Belém (PA) – A recente autorização concedida pelo Ibama para que a Petrobras realize perfurações exploratórias na Bacia da Foz do Amazonas, na costa do Amapá, reacende um debate profundo sobre os rumos da política energética e ambiental do Brasil. O licenciamento, que encerra um longo período de disputas técnicas e políticas, foi apresentado pelo governo e por autoridades locais como um marco de desenvolvimento e soberania energética. No entanto, por trás da narrativa de progresso, emergem contradições que colocam em xeque a coerência do país diante da crise climática global e de seus compromissos ambientais, especialmente às vésperas da COP30, que será sediada em território brasileiro, mais especificamente na Amazônia e mais especificamente ainda, em Belém do Pará.
A decisão de liberar a perfuração ocorre em um contexto de tensões entre duas agendas aparentemente inconciliáveis, a da transição energética e a da expansão da fronteira petrolífera. Embora a Petrobras tenha atendido a exigências ambientais, como a criação de centros de reabilitação de fauna e reforço das estruturas de resposta a acidentes, a iniciativa expõe o peso político-econômico do petróleo na formulação de políticas públicas. A promessa de transformar a Margem Equatorial em um “novo pré-sal” reforça uma lógica desenvolvimentista ancorada na extração de combustíveis fósseis, quando o mundo parece e precisa caminhar para a descarbonização.
A retórica oficial, expressa nas declarações do governador Clécio Luís (Solidariedade) e do senador Randolfe Rodrigues (PT), revela a aposta no petróleo como vetor de crescimento regional e instrumento de inclusão social, numa conjunção de ideias que aproxima direita e esquerda como se fossem irmãos de longa data. Fala-se em “novo período econômico e social” para o Amapá, mas a história recente da exploração de recursos naturais na Amazônia mostra que raramente os benefícios se distribuem de forma equitativa. Ao contrário, os riscos socioambientais — desastres, contaminações, perda de biodiversidade — tendem a recair sobre populações locais e ecossistemas frágeis.
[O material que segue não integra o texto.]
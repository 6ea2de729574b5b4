use chrono::{DateTime, Utc};
use serde::{Deserialize, Serialize};
use std::fmt;
use uuid::Uuid;

/// Consumption-metered resources.
#[derive(Debug, Clone, Copy, PartialEq, Eq, Hash, Serialize, Deserialize)]
#[serde(rename_all = "snake_case")]
pub enum UsageResource {
    Sms,
    Email,
    VoiceMinutes,
}

impl UsageResource {
    pub const ALL: [UsageResource; 3] = [
        UsageResource::Sms,
        UsageResource::Email,
        UsageResource::VoiceMinutes,
    ];

    pub fn as_str(&self) -> &'static str {
        match self {
            UsageResource::Sms => "sms",
            UsageResource::Email => "email",
            UsageResource::VoiceMinutes => "voice_minutes",
        }
    }

    /// Counter column on `billing_usage_periods`.
    pub fn counter_column(&self) -> &'static str {
        match self {
            UsageResource::Sms => "sms_count_used",
            UsageResource::Email => "email_count_used",
            UsageResource::VoiceMinutes => "voice_minutes_used",
        }
    }
}

impl fmt::Display for UsageResource {
    fn fmt(&self, f: &mut fmt::Formatter<'_>) -> fmt::Result {
        f.write_str(self.as_str())
    }
}

/// Count-bound resources checked before provisioning.
#[derive(Debug, Clone, Copy, PartialEq, Eq, Hash, Serialize, Deserialize)]
#[serde(rename_all = "snake_case")]
pub enum LimitResource {
    PhoneNumbers,
}

impl LimitResource {
    pub fn as_str(&self) -> &'static str {
        match self {
            LimitResource::PhoneNumbers => "phone_numbers",
        }
    }

    pub fn parse(value: &str) -> Option<Self> {
        match value {
            "phone_numbers" | "phoneNumbers" => Some(LimitResource::PhoneNumbers),
            _ => None,
        }
    }
}

impl fmt::Display for LimitResource {
    fn fmt(&self, f: &mut fmt::Formatter<'_>) -> fmt::Result {
        f.write_str(self.as_str())
    }
}

#[derive(Debug, Clone, Serialize, Deserialize, sqlx::FromRow)]
#[serde(rename_all = "camelCase")]
pub struct UsagePeriod {
    pub id: Uuid,
    pub subscription_id: Uuid,
    pub period_start: DateTime<Utc>,
    pub period_end: DateTime<Utc>,
    pub sms_count_used: i64,
    pub email_count_used: i64,
    pub voice_minutes_used: i64,
}

impl UsagePeriod {
    pub fn used(&self, resource: UsageResource) -> i64 {
        match resource {
            UsageResource::Sms => self.sms_count_used,
            UsageResource::Email => self.email_count_used,
            UsageResource::VoiceMinutes => self.voice_minutes_used,
        }
    }
}

/// Split of a usage request between the included quota and billable overage.
#[derive(Debug, Clone, Copy, PartialEq, Eq)]
pub struct Quote {
    pub covered_by_quota: i64,
    pub overage_quantity: i64,
    pub cost: i64,
}

/// `quota = None` is unlimited and never produces overage. Returns `None` when the cost
/// does not fit in an `i64`.
pub fn quote(quota: Option<i64>, used: i64, quantity: i64, rate: i64) -> Option<Quote> {
    let covered_by_quota = match quota {
        None => quantity,
        Some(quota) => quota.saturating_sub(used).max(0).min(quantity),
    };
    let overage_quantity = quantity - covered_by_quota;
    Some(Quote {
        covered_by_quota,
        overage_quantity,
        cost: overage_quantity.checked_mul(rate)?,
    })
}

/// Result of a metered usage call.
#[derive(Debug, Clone, Serialize)]
#[serde(rename_all = "camelCase")]
pub struct UsageOutcome {
    pub allowed: bool,
    pub cost_minor_units: i64,
    pub is_overage: bool,
    pub covered_by_quota: i64,
    pub overage_quantity: i64,
    /// Counter value after the call, when a period was recorded against.
    pub used_after: Option<i64>,
}

#[derive(Debug, Clone, Serialize)]
#[serde(rename_all = "camelCase")]
pub struct ResourceUsage {
    pub resource: UsageResource,
    pub used: i64,
    pub quota: Option<i64>,
    pub remaining: Option<i64>,
}

#[derive(Debug, Clone, Serialize)]
#[serde(rename_all = "camelCase")]
pub struct UsageSummary {
    pub plan_id: String,
    pub period_start: Option<DateTime<Utc>>,
    pub period_end: Option<DateTime<Utc>>,
    pub resources: Vec<ResourceUsage>,
}

#[derive(Debug, Clone, Copy, Serialize)]
#[serde(rename_all = "camelCase")]
pub struct LimitCheck {
    pub resource: LimitResource,
    pub allowed: bool,
    /// `None` when the effective limit is unlimited.
    pub limit: Option<i64>,
    pub current: i64,
}

#[derive(Debug, Deserialize)]
pub struct RecordUsageRequest {
    pub resource: UsageResource,
    pub quantity: i64,
}
use chrono::{DateTime, Utc};
use serde::{Deserialize, Serialize};
use std::fmt;
use uuid::Uuid;

use crate::models::webhook::PaymentProvider;

#[derive(Debug, Clone, Copy, PartialEq, Eq, Serialize, Deserialize)]
#[serde(rename_all = "snake_case")]
pub enum SubscriptionStatus {
    Active,
    PastDue,
    Canceled,
}

impl SubscriptionStatus {
    pub fn as_str(&self) -> &'static str {
        match self {
            SubscriptionStatus::Active => "active",
            SubscriptionStatus::PastDue => "past_due",
            SubscriptionStatus::Canceled => "canceled",
        }
    }

    /// Collapses a provider status string into the three states billing cares about.
    pub fn from_provider(status: &str) -> Option<Self> {
        match status {
            "active" | "trialing" => Some(SubscriptionStatus::Active),
            "past_due" | "unpaid" | "incomplete" | "paused" => Some(SubscriptionStatus::PastDue),
            "canceled" | "cancelled" | "incomplete_expired" => Some(SubscriptionStatus::Canceled),
            _ => None,
        }
    }
}

impl TryFrom<String> for SubscriptionStatus {
    type Error = String;

    fn try_from(value: String) -> Result<Self, Self::Error> {
        match value.as_str() {
            "active" => Ok(SubscriptionStatus::Active),
            "past_due" => Ok(SubscriptionStatus::PastDue),
            "canceled" => Ok(SubscriptionStatus::Canceled),
            other => Err(format!("unknown subscription status '{}'", other)),
        }
    }
}

impl fmt::Display for SubscriptionStatus {
    fn fmt(&self, f: &mut fmt::Formatter<'_>) -> fmt::Result {
        f.write_str(self.as_str())
    }
}

#[derive(Debug, Clone, Serialize, Deserialize, sqlx::FromRow)]
#[serde(rename_all = "camelCase")]
pub struct Subscription {
    pub id: Uuid,
    pub tenant_id: String,
    pub plan_id: String,
    #[sqlx(try_from = "String")]
    pub status: SubscriptionStatus,
    #[sqlx(try_from = "String")]
    pub provider: PaymentProvider,
    pub provider_subscription_id: String,
    pub current_period_end: Option<DateTime<Utc>>,
    pub created_at: DateTime<Utc>,
    pub updated_at: DateTime<Utc>,
}

/// Insert-or-update keyed by `(provider, provider_subscription_id)`.
#[derive(Debug, Clone)]
pub struct SubscriptionUpsert {
    pub tenant_id: String,
    pub plan_id: String,
    pub status: SubscriptionStatus,
    pub provider: PaymentProvider,
    pub provider_subscription_id: String,
    pub current_period_end: Option<DateTime<Utc>>,
}

/// Fields left as `None` are not touched. A period end only ever moves forward.
#[derive(Debug, Clone, Default)]
pub struct SubscriptionPatch {
    pub status: Option<SubscriptionStatus>,
    pub plan_id: Option<String>,
    pub current_period_end: Option<DateTime<Utc>>,
}

#[derive(Debug, Clone, Copy, PartialEq, Eq, Serialize, Deserialize)]
#[serde(rename_all = "snake_case")]
pub enum AddOnStatus {
    Active,
    Canceled,
}

impl AddOnStatus {
    pub fn as_str(&self) -> &'static str {
        match self {
            AddOnStatus::Active => "active",
            AddOnStatus::Canceled => "canceled",
        }
    }
}

impl TryFrom<String> for AddOnStatus {
    type Error = String;

    fn try_from(value: String) -> Result<Self, Self::Error> {
        match value.as_str() {
            "active" => Ok(AddOnStatus::Active),
            "canceled" => Ok(AddOnStatus::Canceled),
            other => Err(format!("unknown add-on status '{}'", other)),
        }
    }
}

#[derive(Debug, Clone, Serialize, Deserialize, sqlx::FromRow)]
#[serde(rename_all = "camelCase")]
pub struct AddOnSubscription {
    pub id: Uuid,
    pub tenant_id: String,
    pub addon_id: String,
    pub quantity: i32,
    #[sqlx(try_from = "String")]
    pub status: AddOnStatus,
    pub created_at: DateTime<Utc>,
    pub canceled_at: Option<DateTime<Utc>>,
}

#[derive(Debug, Deserialize)]
#[serde(rename_all = "camelCase")]
pub struct PurchaseAddOnRequest {
    pub add_on_id: String,
    pub quantity: Option<i32>,
}
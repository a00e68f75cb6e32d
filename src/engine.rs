//! Synchronization engine
//!
//! Resolves the active entries of a settings record into transfer
//! descriptors and drives them through a bounded work queue. One failed unit
//! never stops its siblings: failures are collected into the [`Summary`].
//!
//! ```ignore
//! let engine = SyncEngine::new(4);
//! let summary = engine
//!     .run(session.as_ref(), &settings, root, Direction::Pull, &SyncTarget::AllActive)
//!     .await;
//! println!("{}", summary.message());
//! ```

use futures::stream::{self, StreamExt};
use std::path::Path;
use std::sync::atomic::{AtomicBool, Ordering};
use std::sync::Arc;

use crate::config::{
	remote_join, ActiveEntry, EngineOptions, SshSettings, DEFAULT_PARALLEL_TRANSFERS, SEPARATOR,
};
use crate::error::{TransferError, WalkError};
use crate::logging::*;
use crate::transfer::{transfer, Direction, TransferDescriptor, TransferOutcome};
use crate::transport::RemoteSession;
use crate::walker;

/// What a run covers
#[derive(Debug, Clone, PartialEq, Eq)]
pub enum SyncTarget {
	/// Every entry of `activeFiles`
	AllActive,
	/// Exactly one file, relative to the project root
	SingleFile(String),
}

/// One isolated failure
#[derive(Debug, Clone, PartialEq, Eq)]
pub struct Failure {
	pub path: String,
	pub cause: String,
}

/// Aggregated result of one batch
#[derive(Debug, Clone, PartialEq, Eq)]
pub struct Summary {
	pub direction: Direction,
	pub succeeded: usize,
	pub failed: Vec<Failure>,
	/// Non-fatal problems, e.g. directory pushes where some files failed
	pub warnings: Vec<String>,
	/// Units never dispatched because the run was cancelled
	pub skipped: usize,
}

impl Summary {
	pub fn new(direction: Direction) -> Self {
		Summary { direction, succeeded: 0, failed: Vec::new(), warnings: Vec::new(), skipped: 0 }
	}

	pub fn is_clean(&self) -> bool {
		self.failed.is_empty() && self.warnings.is_empty() && self.skipped == 0
	}

	/// One-line text for the single user-facing notice of an operation
	pub fn message(&self) -> String {
		let verb = match self.direction {
			Direction::Push => "Pushed",
			Direction::Pull => "Pulled",
		};
		let mut msg = format!("{} {} item(s)", verb, self.succeeded);
		if !self.failed.is_empty() {
			msg.push_str(&format!(", {} failed", self.failed.len()));
		}
		if !self.warnings.is_empty() {
			msg.push_str(&format!(", {} warning(s)", self.warnings.len()));
		}
		if self.skipped > 0 {
			msg.push_str(&format!(", {} skipped", self.skipped));
		}
		msg
	}

	fn record_walk_failure(&mut self, err: WalkError) {
		self.failed.push(Failure { path: err.path.clone(), cause: err.cause.to_string() });
	}

	fn record_transfer_failure(&mut self, err: TransferError) {
		self.failed.push(Failure { path: err.path.clone(), cause: err.cause.to_string() });
	}
}

enum UnitResult {
	Done(TransferOutcome),
	Failed(TransferError),
	Skipped,
}

/// Resolves and executes transfer batches
#[derive(Debug, Clone)]
pub struct SyncEngine {
	parallel: usize,
	cancel: Option<Arc<AtomicBool>>,
}

impl Default for SyncEngine {
	fn default() -> Self {
		SyncEngine::new(DEFAULT_PARALLEL_TRANSFERS)
	}
}

impl SyncEngine {
	/// Engine running at most `parallel` transfers at a time
	pub fn new(parallel: usize) -> Self {
		SyncEngine { parallel: parallel.max(1), cancel: None }
	}

	pub fn from_options(options: &EngineOptions) -> Self {
		SyncEngine::new(options.parallel_transfers)
	}

	/// Stop dispatching new units once `flag` is set
	pub fn with_cancel_flag(mut self, flag: Arc<AtomicBool>) -> Self {
		self.cancel = Some(flag);
		self
	}

	fn is_cancelled(&self) -> bool {
		self.cancel.as_ref().map(|f| f.load(Ordering::SeqCst)).unwrap_or(false)
	}

	/// Resolve `target` and run every resulting unit to completion
	pub async fn run(
		&self,
		session: &dyn RemoteSession,
		settings: &SshSettings,
		local_root: &Path,
		direction: Direction,
		target: &SyncTarget,
	) -> Summary {
		let mut summary = Summary::new(direction);
		let descriptors =
			self.resolve(session, settings, local_root, direction, target, &mut summary).await;
		debug!("Resolved {} transfer unit(s) for {}", descriptors.len(), direction);
		self.execute(session, descriptors, &mut summary).await;
		info!("{}", summary.message());
		summary
	}

	/// Expand the target into descriptors, walking remote directories for pulls
	///
	/// Walk failures are recorded in `summary` and skip only their own entry.
	pub async fn resolve(
		&self,
		session: &dyn RemoteSession,
		settings: &SshSettings,
		local_root: &Path,
		direction: Direction,
		target: &SyncTarget,
		summary: &mut Summary,
	) -> Vec<TransferDescriptor> {
		let remote_root = settings.remote_root.as_str();

		let entries = match target {
			SyncTarget::AllActive => settings.active_entries(),
			// Never a directory prefix, even with a trailing separator
			SyncTarget::SingleFile(rel) => {
				vec![ActiveEntry::File(rel.trim_start_matches(SEPARATOR).to_string())]
			}
		};

		let mut descriptors = Vec::new();
		for entry in entries {
			match entry {
				ActiveEntry::File(rel) => descriptors.push(TransferDescriptor::file(
					local_root.join(&rel),
					remote_join(remote_root, &rel),
					direction,
				)),
				ActiveEntry::Directory(rel) => {
					let remote_dir = remote_join(remote_root, &rel);
					let local_dir = local_root.join(&rel);
					match direction {
						Direction::Push => descriptors
							.push(TransferDescriptor::push_directory(local_dir, remote_dir)),
						Direction::Pull => match walker::list(session, &remote_dir).await {
							Ok(files) => {
								for file in files {
									descriptors.push(TransferDescriptor::file(
										local_dir.join(&file),
										remote_join(&remote_dir, &file),
										Direction::Pull,
									));
								}
							}
							Err(e) => {
								error!("{}", e);
								summary.record_walk_failure(e);
							}
						},
					}
				}
			}
		}
		descriptors
	}

	/// Run descriptors with bounded fan-out and fold the results into `summary`
	pub async fn execute(
		&self,
		session: &dyn RemoteSession,
		descriptors: Vec<TransferDescriptor>,
		summary: &mut Summary,
	) {
		let results: Vec<UnitResult> = stream::iter(descriptors)
			.map(|descriptor| async move {
				if self.is_cancelled() {
					debug!("Cancelled, not dispatching \"{}\"", descriptor.display_path());
					return UnitResult::Skipped;
				}
				match transfer(session, &descriptor).await {
					Ok(outcome) => UnitResult::Done(outcome),
					Err(e) => UnitResult::Failed(e),
				}
			})
			.buffer_unordered(self.parallel)
			.collect()
			.await;

		for result in results {
			match result {
				UnitResult::Done(TransferOutcome::Complete) => summary.succeeded += 1,
				UnitResult::Done(TransferOutcome::Partial { transferred, failed }) => {
					summary.succeeded += 1;
					for (path, cause) in &failed {
						debug!("Partial directory push: \"{}\": {}", path, cause);
					}
					let first = failed.first().map(|(p, _)| p.as_str()).unwrap_or("");
					summary.warnings.push(format!(
						"{} file(s) uploaded, {} failed (first: \"{}\")",
						transferred,
						failed.len(),
						first
					));
				}
				UnitResult::Failed(e) => summary.record_transfer_failure(e),
				UnitResult::Skipped => summary.skipped += 1,
			}
		}
	}
}


// vim: ts=4
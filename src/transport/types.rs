//! Transport-agnostic result types

/// Result of a bulk directory upload
#[derive(Debug, Clone, Default, PartialEq, Eq)]
pub struct DirectoryUpload {
	/// Files uploaded successfully
	pub transferred: usize,

	/// Files that failed, as (remote path, cause)
	pub failed: Vec<(String, String)>,
}

impl DirectoryUpload {
	/// True when every file made it
	pub fn is_complete(&self) -> bool {
		self.failed.is_empty()
	}
}

// vim: ts=4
A Margem Equatorial, onde se localiza o bloco FZA-M-059, é uma região de extrema sensibilidade ecológica. Está próxima à foz do maior rio do planeta e abriga parte significativa do cinturão de manguezais da Amazônia, que corresponde a cerca de 80% dos mangues brasileiros. Esses ecossistemas são não apenas berçários de biodiversidade marinha, mas também barreiras naturais contra erosões e reservatórios de carbono de importância global. Um eventual vazamento de óleo teria consequências irreversíveis.
Ao autorizar a perfuração, o Estado brasileiro reitera um paradoxo central. Busca projetar uma imagem de liderança ambiental enquanto reforça sua dependência estrutural do petróleo. O discurso da “transição energética justa” torna-se ambíguo quando sustentado por novas fronteiras fósseis. A crítica do Observatório do Clima — que classificou a decisão como uma “dupla sabotagem” ao planeta e à COP30, aponta justamente para essa dissonância entre a política climática e a prática econômica.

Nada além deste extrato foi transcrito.